Every AI agent that can read private data, fetch external content, and send
outbound messages is one injected instruction away from exfiltrating everything
it knows.
This isn't theoretical. Here's the attack in three tool calls:
Turn 0: readPrivateData() → 5 customer records loaded (SSNs, emails, phones)
fetchExternalContent(url) → attacker's webpage, payload embedded in HTML
Turn 1: sendOutboundReport() → all PII sent to attacker's address
Turn 2: "Report sent successfully!"
Total time: ~12 seconds. Cost: $0.001. No exploits. No credentials. Just a
fetched webpage and a compliant model.
We measured it. Rigorously.
30 injection payloads across 6 categories — direct injection, encoded/obfuscated
(Base64, ROT13, hex, Unicode), social engineering (CEO fraud, IT impersonation,
legal threats), multi-turn (persistent rules, delayed triggers, context poisoning),
multilingual (Spanish, Mandarin, Arabic, Russian), and advanced techniques.

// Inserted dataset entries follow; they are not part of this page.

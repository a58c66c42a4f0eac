use crate::api::DeleteMode;
use crate::catalog::hash_preview;
use crate::state::{AppEvent, MenuStage, ResolveMenu};

/// Mode button label. Keep-one removes only the extra copies.
fn keep_one_label(extra_count: usize) -> String {
    format!("Keep one copy (remove {} duplicate file(s))", extra_count)
}

/// Mode button label. Delete-all removes the indexed copy too.
fn delete_all_label(extra_count: usize) -> String {
    format!("Delete all copies (remove {} file(s))", extra_count + 1)
}

fn confirm_message(mode: DeleteMode, extra_count: usize) -> String {
    match mode {
        DeleteMode::KeepOne => format!(
            "Permanently delete {} duplicate file(s), keeping one copy?",
            extra_count
        ),
        DeleteMode::All => format!(
            "Permanently delete all {} file(s) of this image?",
            extra_count + 1
        ),
    }
}

/// Draw the duplicate-resolution menu for its current stage. The caller
/// only invokes this while a menu exists.
pub fn show(ctx: &egui::Context, menu: &ResolveMenu) -> Vec<AppEvent> {
    let mut out: Vec<AppEvent> = Vec::new();

    match menu.stage {
        MenuStage::Choosing => {
            if ctx.input(|i| i.key_pressed(egui::Key::Escape)) {
                out.push(AppEvent::DismissMenu);
            }
            let window = egui::Window::new("Resolve Duplicates")
                .collapsible(false)
                .resizable(false)
                .show(ctx, |ui| {
                    ui.label(format!(
                        "This image exists as {} identical file(s).",
                        menu.extra_count + 1
                    ));
                    ui.label(
                        egui::RichText::new(hash_preview(&menu.hash))
                            .monospace()
                            .weak(),
                    );
                    ui.add_space(6.0);
                    if ui.button(keep_one_label(menu.extra_count)).clicked() {
                        out.push(AppEvent::ChooseMode(DeleteMode::KeepOne));
                    }
                    if ui.button(delete_all_label(menu.extra_count)).clicked() {
                        out.push(AppEvent::ChooseMode(DeleteMode::All));
                    }
                    ui.add_space(6.0);
                    if ui.button("Cancel (Esc)").clicked() {
                        out.push(AppEvent::DismissMenu);
                    }
                });
            // A click anywhere outside the window dismisses the menu.
            if let Some(window) = window {
                if window.response.clicked_elsewhere() {
                    out.push(AppEvent::DismissMenu);
                }
            }
        }
        MenuStage::Confirming(mode) => {
            if ctx.input(|i| i.key_pressed(egui::Key::Y)) {
                out.push(AppEvent::ConfirmDelete);
            } else if ctx.input(|i| i.key_pressed(egui::Key::N) || i.key_pressed(egui::Key::Escape))
            {
                out.push(AppEvent::DeclineDelete);
            }
            egui::Window::new("Confirm Deletion")
                .collapsible(false)
                .resizable(false)
                .show(ctx, |ui| {
                    ui.label(confirm_message(mode, menu.extra_count));
                    ui.horizontal(|ui| {
                        if ui.button("Yes (y)").clicked() {
                            out.push(AppEvent::ConfirmDelete);
                        }
                        if ui.button("No (n)").clicked() {
                            out.push(AppEvent::DeclineDelete);
                        }
                    });
                });
        }
    }

    out
}
use crate::error::RuntimeError;
use crate::resolver::Address;
use crate::token::Token;
use crate::value::Value;
use std::cell::RefCell;
use std::rc::Rc;

/// One scope of runtime storage. Slots are addressed by index; `None` marks a
/// declared variable that has not been given a value yet.
#[derive(Debug)]
pub struct Environment {
    slots: Vec<Option<Value>>,
    depth: usize,
    enclosing: Option<Rc<RefCell<Environment>>>,
}

impl Environment {
    /// The root (natives) scope.
    pub fn new() -> Self {
        Environment {
            slots: Vec::new(),
            depth: 0,
            enclosing: None,
        }
    }

    pub fn with_enclosing(enclosing: Rc<RefCell<Environment>>) -> Self {
        let depth = enclosing.borrow().depth + 1;

        Environment {
            slots: Vec::new(),
            depth,
            enclosing: Some(enclosing),
        }
    }

    pub fn depth(&self) -> usize {
        self.depth
    }

    /// Append a slot without going through an address. Used for natives and
    /// implicit bindings such as `this` and `super`.
    pub fn push(&mut self, value: Option<Value>) {
        self.slots.push(value);
    }

    /// Create the slot at `address`, which must be the next free slot of this
    /// very scope.
    pub fn define(
        &mut self,
        address: Address,
        value: Option<Value>,
        name: &Token,
    ) -> Result<(), RuntimeError> {
        if address.depth != self.depth || address.index != self.slots.len() {
            return Err(RuntimeError::UndefinedIdentifier { name: name.clone() });
        }

        self.slots.push(value);
        Ok(())
    }

    pub fn get(&self, address: Address, name: &Token) -> Result<Value, RuntimeError> {
        if address.depth == self.depth {
            return match self.slots.get(address.index) {
                Some(Some(value)) => Ok(value.clone()),
                Some(None) => Err(RuntimeError::UninitializedIdentifier { name: name.clone() }),
                None => Err(RuntimeError::UndefinedIdentifier { name: name.clone() }),
            };
        }

        match &self.enclosing {
            Some(enclosing) if address.depth < self.depth => enclosing.borrow().get(address, name),
            _ => Err(RuntimeError::UndefinedIdentifier { name: name.clone() }),
        }
    }

    pub fn assign(
        &mut self,
        address: Address,
        value: Value,
        name: &Token,
    ) -> Result<(), RuntimeError> {
        if address.depth == self.depth {
            return match self.slots.get_mut(address.index) {
                Some(slot) => {
                    *slot = Some(value);
                    Ok(())
                }
                None => Err(RuntimeError::UndefinedIdentifier { name: name.clone() }),
            };
        }

        match &self.enclosing {
            Some(enclosing) if address.depth < self.depth => {
                enclosing.borrow_mut().assign(address, value, name)
            }
            _ => Err(RuntimeError::UndefinedIdentifier { name: name.clone() }),
        }
    }
}

impl Default for Environment {
    fn default() -> Self {
        Self::new()
    }
}

#[cfg(test)]
mod tests {
    use super::*;
    use crate::token::TokenType;

    fn name(text: &str) -> Token {
        Token::new(TokenType::IDENTIFIER, text, 1, 1)
    }

    fn at(depth: usize, index: usize) -> Address {
        Address { depth, index }
    }

    #[test]
    fn child_depth_follows_parent() {
        let root = Rc::new(RefCell::new(Environment::new()));
        let child = Rc::new(RefCell::new(Environment::with_enclosing(root.clone())));
        let grandchild = Environment::with_enclosing(child);

        assert_eq!(root.borrow().depth(), 0);
        assert_eq!(grandchild.depth(), 2);
    }

    #[test]
    fn reads_walk_to_the_addressed_scope() {
        let root = Rc::new(RefCell::new(Environment::new()));
        root.borrow_mut().push(Some(Value::Number(1.0)));

        let mut child = Environment::with_enclosing(root);
        child
            .define(at(1, 0), Some(Value::Bool(true)), &name("b"))
            .unwrap();

        assert_eq!(child.get(at(0, 0), &name("a")).unwrap(), Value::Number(1.0));
        assert_eq!(child.get(at(1, 0), &name("b")).unwrap(), Value::Bool(true));
    }

    #[test]
    fn assignment_reaches_enclosing_scope() {
        let root = Rc::new(RefCell::new(Environment::new()));
        root.borrow_mut().push(Some(Value::Nil));

        let mut child = Environment::with_enclosing(root.clone());
        child
            .assign(at(0, 0), Value::Number(7.0), &name("a"))
            .unwrap();

        assert_eq!(
            root.borrow().get(at(0, 0), &name("a")).unwrap(),
            Value::Number(7.0)
        );
    }

    #[test]
    fn uninitialized_slot_is_reported() {
        let mut env = Environment::new();
        env.define(at(0, 0), None, &name("x")).unwrap();

        assert!(matches!(
            env.get(at(0, 0), &name("x")),
            Err(RuntimeError::UninitializedIdentifier { .. })
        ));
    }

    #[test]
    fn out_of_range_addresses_are_undefined() {
        let env = Environment::new();

        assert!(matches!(
            env.get(at(0, 3), &name("x")),
            Err(RuntimeError::UndefinedIdentifier { .. })
        ));
        assert!(matches!(
            env.get(at(2, 0), &name("x")),
            Err(RuntimeError::UndefinedIdentifier { .. })
        ));
    }

    #[test]
    fn define_rejects_misplaced_address() {
        let mut env = Environment::new();

        assert!(env.define(at(0, 1), None, &name("x")).is_err());
        assert!(env.define(at(1, 0), None, &name("x")).is_err());
        assert!(env.define(at(0, 0), None, &name("x")).is_ok());
    }
}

Tested against three major LLM providers. N=285 total runs with Wilson 95%
confidence intervals:
| Provider | Attack Success | 95% CI |
|---|---|---|
| GPT-4o-mini | 93.3% | [86.2%, 96.9%] |
| Gemini 2.5 Flash | 92.2% | [84.8%, 96.2%] |
| Claude Sonnet | 13.3% | [7.8%, 21.9%] |
Two of the three most widely deployed AI providers are fully exploitable today.

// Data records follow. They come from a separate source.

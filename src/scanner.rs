//! Module `scanner` implements a one‑pass, streaming lexer.
//!
//! It transforms a source string into a lazy sequence of [`Token`]s, skipping
//! whitespace and comments, and emitting exactly one `EOF` token at the end.
//! Designed as a `FusedIterator`: once `EOF` has been yielded the scanner is
//! exhausted and cannot be restarted.
//!
//! # Public API
//!
//! - `Scanner::new(src: &'a str) -> Scanner<'a>`
//!   Create a new lexer over the input buffer.
//!
//! - `impl Iterator for Scanner<'a>`
//!   Yields `Result<Token, LexError>` on each `.next()`.  An error is reported
//!   at the exact token that caused it; scanning resumes right after it.
//!
//! # Token Recognition
//!
//! - Single‑character tokens: `(`, `)`, `{`, `}`, `,`, `.`, `-`, `+`, `;`, `*`, `?`, `:`.
//! - Two‑character operators, longest match first: `!=`, `==`, `<=`, `>=`.
//! - `//` line comments and `/* */` block comments produce no token.
//! - String literals keep their quotes in the lexeme and may span lines.
//! - Numbers accept one optional decimal point that must be followed by a digit.
//! - Identifiers are `[A-Za-z_][A-Za-z0-9_]*`, checked against `KEYWORDS`.
//!
//! Line and column are 1‑based and point at the token's first character.

use crate::error::LexError;
use crate::token::{Token, TokenType};
use log::{debug, info};
use memchr::{memchr, memchr_iter, memmem, memrchr};
use phf::phf_map;
use std::iter::FusedIterator;

// ─────────────────────────────────────────────────────────────────────────────
// Static keyword map (compile‑time perfect hash)
// ─────────────────────────────────────────────────────────────────────────────

static KEYWORDS: phf::Map<&'static [u8], TokenType> = phf_map! {
    b"and"    => TokenType::AND,
    b"break"  => TokenType::BREAK,
    b"class"  => TokenType::CLASS,
    b"else"   => TokenType::ELSE,
    b"false"  => TokenType::FALSE,
    b"fun"    => TokenType::FUN,
    b"for"    => TokenType::FOR,
    b"if"     => TokenType::IF,
    b"nil"    => TokenType::NIL,
    b"or"     => TokenType::OR,
    b"print"  => TokenType::PRINT,
    b"return" => TokenType::RETURN,
    b"super"  => TokenType::SUPER,
    b"this"   => TokenType::THIS,
    b"true"   => TokenType::TRUE,
    b"var"    => TokenType::VAR,
    b"while"  => TokenType::WHILE,
};

/// A single pass **scanner / lexer** over a borrowed source string.
pub struct Scanner<'a> {
    src: &'a str,
    start: usize,               // index of the *first* byte of the current lexeme
    curr: usize,                // index *one past* the last byte examined
    line: usize,                // 1‑based line counter (\n increments)
    line_start: usize,          // byte index where the current line begins
    start_line: usize,          // line of the current lexeme's first byte
    start_column: usize,        // column of the current lexeme's first byte
    pending: Option<TokenType>, // recognised token kind waiting to be emitted
    done: bool,                 // EOF already yielded
}

impl<'a> Scanner<'a> {
    /// Create a new lexer over `src`.
    #[inline]
    pub fn new(src: &'a str) -> Self {
        info!("Scanner created over {} bytes", src.len());

        Self {
            src,
            start: 0,
            curr: 0,
            line: 1,
            line_start: 0,
            start_line: 1,
            start_column: 1,
            pending: None,
            done: false,
        }
    }

    // ───────────────────────────── primitive helpers ────────────────────────

    #[inline(always)]
    fn bytes(&self) -> &'a [u8] {
        self.src.as_bytes()
    }

    #[inline(always)]
    fn is_at_end(&self) -> bool {
        self.curr >= self.src.len()
    }

    /// Advance one byte and return it.  Callers guard with [`is_at_end`].
    #[inline(always)]
    fn advance(&mut self) -> u8 {
        let b = self.bytes()[self.curr];
        self.curr += 1;
        if b == b'\n' {
            self.new_line(self.curr);
        }
        b
    }

    /// Peek at the current byte without consuming it.  `0` past EOF.
    #[inline(always)]
    fn peek(&self) -> u8 {
        self.bytes().get(self.curr).copied().unwrap_or(0)
    }

    #[inline(always)]
    fn match_byte(&mut self, expected: u8) -> bool {
        if self.peek() == expected {
            self.advance();
            true
        } else {
            false
        }
    }

    #[inline(always)]
    fn new_line(&mut self, line_start: usize) {
        self.line += 1;
        self.line_start = line_start;
    }

    #[inline(always)]
    fn column(&self, at: usize) -> usize {
        at - self.line_start + 1
    }

    fn two_char(&mut self, second: u8, matched: TokenType, unmatched: TokenType) {
        let tt = if self.match_byte(second) {
            matched
        } else {
            unmatched
        };

        self.pending = Some(tt);
    }

    // ───────────────────────────── core lexing ─────────────────────────────

    /// Scan a *single* lexeme starting at `self.curr`.  If it produces an
    /// actual token the kind is stored in `self.pending`.  Whitespace and
    /// comments return `Ok(())` with `pending = None`.
    fn scan_token(&mut self) -> Result<(), LexError> {
        let b = self.advance();

        match b {
            // ── single‑character punctuators ──────────────────────────────
            b'(' => self.pending = Some(TokenType::LEFT_PAREN),
            b')' => self.pending = Some(TokenType::RIGHT_PAREN),
            b'{' => self.pending = Some(TokenType::LEFT_BRACE),
            b'}' => self.pending = Some(TokenType::RIGHT_BRACE),
            b',' => self.pending = Some(TokenType::COMMA),
            b'.' => self.pending = Some(TokenType::DOT),
            b'-' => self.pending = Some(TokenType::MINUS),
            b'+' => self.pending = Some(TokenType::PLUS),
            b';' => self.pending = Some(TokenType::SEMICOLON),
            b'*' => self.pending = Some(TokenType::STAR),
            b'?' => self.pending = Some(TokenType::QUESTION),
            b':' => self.pending = Some(TokenType::COLON),

            // ── two‑character operators (!=, ==, <=, >=) ─────────────────
            b'!' => self.two_char(b'=', TokenType::BANG_EQUAL, TokenType::BANG),
            b'=' => self.two_char(b'=', TokenType::EQUAL_EQUAL, TokenType::EQUAL),
            b'<' => self.two_char(b'=', TokenType::LESS_EQUAL, TokenType::LESS),
            b'>' => self.two_char(b'=', TokenType::GREATER_EQUAL, TokenType::GREATER),

            // ── whitespace / newline (line bookkeeping lives in advance) ─
            b' ' | b'\r' | b'\t' | b'\n' => {}

            // ── comments ─────────────────────────────────────────────────
            b'/' => {
                if self.match_byte(b'/') {
                    // Fast‑forward to the newline; it is consumed by the next
                    // scan so line counting stays in one place.
                    match memchr(b'\n', &self.bytes()[self.curr..]) {
                        Some(pos) => self.curr += pos,
                        None => self.curr = self.src.len(),
                    }
                } else if self.match_byte(b'*') {
                    self.skip_block_comment();
                } else {
                    self.pending = Some(TokenType::SLASH);
                }
            }

            b'"' => return self.parse_string(),

            b'0'..=b'9' => return self.parse_number(),

            b'a'..=b'z' | b'A'..=b'Z' | b'_' => self.parse_identifier(),

            // ── unexpected character ─────────────────────────────────────
            _ => {
                let character = self.src[self.start..].chars().next().unwrap_or('\u{fffd}');
                // keep `curr` on a char boundary for multi‑byte input
                self.curr = self.start + character.len_utf8();

                return Err(LexError::UnexpectedCharacter {
                    character,
                    line: self.start_line,
                    column: self.start_column,
                });
            }
        }

        Ok(())
    }

    /// Skip a `/* … */` comment.  An unterminated comment runs to EOF.
    fn skip_block_comment(&mut self) {
        let rest = &self.bytes()[self.curr..];
        let end = memmem::find(rest, b"*/").map_or(rest.len(), |pos| pos + 2);
        let skipped = &rest[..end];

        let newlines = memchr_iter(b'\n', skipped).count();
        if let Some(last) = memrchr(b'\n', skipped) {
            self.line += newlines;
            self.line_start = self.curr + last + 1;
        }

        self.curr += end;
    }

    /// Parse a double‑quoted string literal.  The lexeme keeps both quotes.
    fn parse_string(&mut self) -> Result<(), LexError> {
        while !self.is_at_end() && self.peek() != b'"' {
            self.advance();
        }

        if self.is_at_end() {
            return Err(LexError::UnterminatedString {
                line: self.start_line,
                column: self.start_column,
            });
        }

        self.advance(); // closing quote
        self.pending = Some(TokenType::STRING);

        Ok(())
    }

    /// Parse a numeric literal (`123`, `3.14`).
    fn parse_number(&mut self) -> Result<(), LexError> {
        let mut seen_decimal = false;

        loop {
            match self.peek() {
                b'0'..=b'9' => {
                    self.advance();
                }
                b'.' if !seen_decimal => {
                    seen_decimal = true;
                    self.advance();
                }
                _ => break,
            }
        }

        if seen_decimal && self.peek() == b'.' {
            return Err(LexError::MultipleDecimalPoints {
                line: self.start_line,
                column: self.start_column,
            });
        }

        if self.bytes()[self.curr - 1] == b'.' {
            return Err(LexError::TrailingDecimalPoint {
                line: self.start_line,
                column: self.start_column,
            });
        }

        self.pending = Some(TokenType::NUMBER);

        Ok(())
    }

    /// Parse an identifier and decide if it is a **keyword** or a generic
    /// `IDENTIFIER` token.
    fn parse_identifier(&mut self) {
        while {
            let c: u8 = self.peek();
            c.is_ascii_alphanumeric() || c == b'_'
        } {
            self.advance();
        }

        let slice: &[u8] = &self.bytes()[self.start..self.curr];

        let tt: TokenType = KEYWORDS
            .get(slice)
            .copied()
            .unwrap_or(TokenType::IDENTIFIER);

        self.pending = Some(tt);
    }
}

// ───────────────────────── Iterator implementation ─────────────────────────

impl<'a> Iterator for Scanner<'a> {
    type Item = Result<Token, LexError>;

    fn next(&mut self) -> Option<Self::Item> {
        if self.done {
            return None;
        }

        loop {
            // 1. Reset per‑token state.
            self.start = self.curr;
            self.start_line = self.line;
            self.start_column = self.column(self.curr);
            self.pending = None;

            // 2. EOF guard – emit exactly one EOF then terminate.
            if self.is_at_end() {
                self.done = true;
                debug!("Scanner reached EOF on line {}", self.line);

                return Some(Ok(Token::new(
                    TokenType::EOF,
                    "",
                    self.start_line,
                    self.start_column,
                )));
            }

            // 3. Attempt to scan a token.
            if let Err(e) = self.scan_token() {
                debug!("Lex error: {}", e);
                return Some(Err(e));
            }

            // 4. If a real token was recognised, build and return it.
            if let Some(tt) = self.pending.take() {
                let lexeme: &str = &self.src[self.start..self.curr];
                debug!(
                    "Scanned token ({:?}) '{}' at {}:{}",
                    tt, lexeme, self.start_line, self.start_column
                );

                return Some(Ok(Token::new(
                    tt,
                    lexeme,
                    self.start_line,
                    self.start_column,
                )));
            }
            // Otherwise it was whitespace / comment → continue loop.
        }
    }
}

impl<'a> FusedIterator for Scanner<'a> {}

Claude resists — but its 7.8% CI floor is not zero, and not acceptable for
enterprise PII. Its resistance reflects training against known payload patterns,
not elimination of the underlying architectural condition.
The architectural condition is what matters
I call it the Lethal Trifecta. Any agent that can:
- Access privileged data
- Process untrusted external content
- Take outbound actions
...is exploitable. Not because of a bug. Because of what makes it useful.

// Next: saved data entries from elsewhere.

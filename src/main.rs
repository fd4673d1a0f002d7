use std::fs::File;
use std::io::{BufReader, Read, Write};
use std::path::{Path, PathBuf};
use std::process::exit;

use anyhow::{Context, Result};
use clap::Parser as ClapParser;
use clap::Subcommand;
use env_logger::Builder;
use log::{debug, info};

use rox::parser::Parser;
use rox::scanner::Scanner;
use rox::session::Session;

/// Exit code for lex, parse and resolve errors.
const EXIT_STATIC: i32 = 65;

/// Exit code for runtime errors.
const EXIT_RUNTIME: i32 = 70;

#[derive(ClapParser, Debug)]
#[command(version, about = "Lox language interpreter", long_about = None)]
pub struct Cli {
    #[command(subcommand)]
    commands: Commands,

    /// Enable logging to rox.log
    #[arg(long, global = true)]
    log: bool,
}

#[derive(Subcommand, Debug)]
enum Commands {
    /// Tokenizes a file, printing each token
    Tokenize {
        /// Print one JSON object per token
        #[arg(long)]
        json: bool,

        filename: PathBuf,
    },

    /// Parses a file and prints the syntax tree of every declaration
    Parse { filename: PathBuf },

    /// Runs a file as a Lox program
    Run { filename: PathBuf },
}

/// Reads the whole of `filename` into memory.
fn read_file(filename: &Path) -> Result<Vec<u8>> {
    info!("Reading file: {:?}", filename);
    let file = File::open(filename).with_context(|| format!("Failed to open file {:?}", filename))?;
    let mut reader = BufReader::new(file);
    let mut buf = Vec::new();

    let bytes = reader
        .read_to_end(&mut buf)
        .with_context(|| format!("Failed to read file {:?}", filename))?;

    info!("Read {} bytes from {:?}", bytes, filename);

    Ok(buf)
}

fn source_text(buf: &[u8]) -> Result<&str> {
    std::str::from_utf8(buf).context("Source is not valid UTF-8")
}

fn init_logger() -> Result<()> {
    let log_file = File::create("rox.log").context("Failed to create rox.log")?;

    Builder::new()
        .format(|buf, record| {
            let module = record.module_path().unwrap_or("<unnamed>");
            let module = module.strip_prefix("rox::").unwrap_or(module);

            writeln!(
                buf,
                "[{}:{}] - {}",
                module,
                record.line().unwrap_or(0),
                record.args()
            )
        })
        .target(env_logger::Target::Pipe(Box::new(log_file)))
        .filter(None, log::LevelFilter::Debug)
        .parse_default_env()
        .init();

    info!("Logger initialized, writing to rox.log");
    Ok(())
}

fn tokenize(filename: &Path, json: bool) -> Result<()> {
    let buf = read_file(filename)?;
    let source = source_text(&buf)?;
    let mut tokenized = true;

    for token in Scanner::new(source) {
        match token {
            Ok(token) if json => println!("{}", serde_json::to_string(&token)?),
            Ok(token) => println!("{}", token),
            Err(e) => {
                tokenized = false;
                eprintln!("{}", e);
            }
        }
    }

    if !tokenized {
        debug!("Tokenization failed, exiting with code {}", EXIT_STATIC);
        exit(EXIT_STATIC);
    }

    Ok(())
}

fn parse(filename: &Path) -> Result<()> {
    let buf = read_file(filename)?;
    let source = source_text(&buf)?;
    let mut parsed = true;

    for stmt in Parser::new(Scanner::new(source)) {
        match stmt {
            Ok(stmt) => println!("{:#?}", stmt),
            Err(e) => {
                parsed = false;
                eprintln!("{}", e);
            }
        }
    }

    if !parsed {
        exit(EXIT_STATIC);
    }

    Ok(())
}

fn run(filename: &Path) -> Result<()> {
    let buf = read_file(filename)?;
    let source = source_text(&buf)?;
    let mut session = Session::with_stdout();

    match session.run_recovering(source) {
        Ok(errors) if errors.is_empty() => {
            info!("Program executed successfully");
            Ok(())
        }
        Ok(errors) => {
            for e in &errors {
                eprintln!("{}", e);
            }
            exit(EXIT_STATIC);
        }
        Err(e) => {
            debug!("Runtime debug: {}", e);
            eprintln!("{}", e);
            exit(EXIT_RUNTIME);
        }
    }
}

fn main() -> Result<()> {
    let args: Cli = Cli::parse();

    if args.log {
        init_logger()?;
    } else {
        Builder::new()
            .filter_level(log::LevelFilter::Off)
            .parse_default_env()
            .init();
    }

    info!("CLI arguments: {:?}", args);

    match &args.commands {
        Commands::Tokenize { json, filename } => tokenize(filename, *json),
        Commands::Parse { filename } => parse(filename),
        Commands::Run { filename } => run(filename),
    }
}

We also built the defense. And proved it works.
Cerberus is a runtime security platform that wraps your tool executors —
one function call — and detects this attack pattern in real time.
typescript
import { guard } from '@cerberus-ai/core';
const { executors: secured } = guard(
{ readDatabase, fetchUrl, sendEmail },
{
alertMode: 'interrupt',
threshold: 3,
trustOverrides: [
{ toolName: 'readDatabase', trustLevel: 'trusted' },
{ toolName: 'fetchUrl', trustLevel: 'untrusted' },
],
},
['sendEmail'] // outbound tools Cerberus monitors
);
// Use secured.readDatabase(), secured.fetchUrl(), secured.sendEmail()
// Cerberus intercepts transparently. No framework changes required.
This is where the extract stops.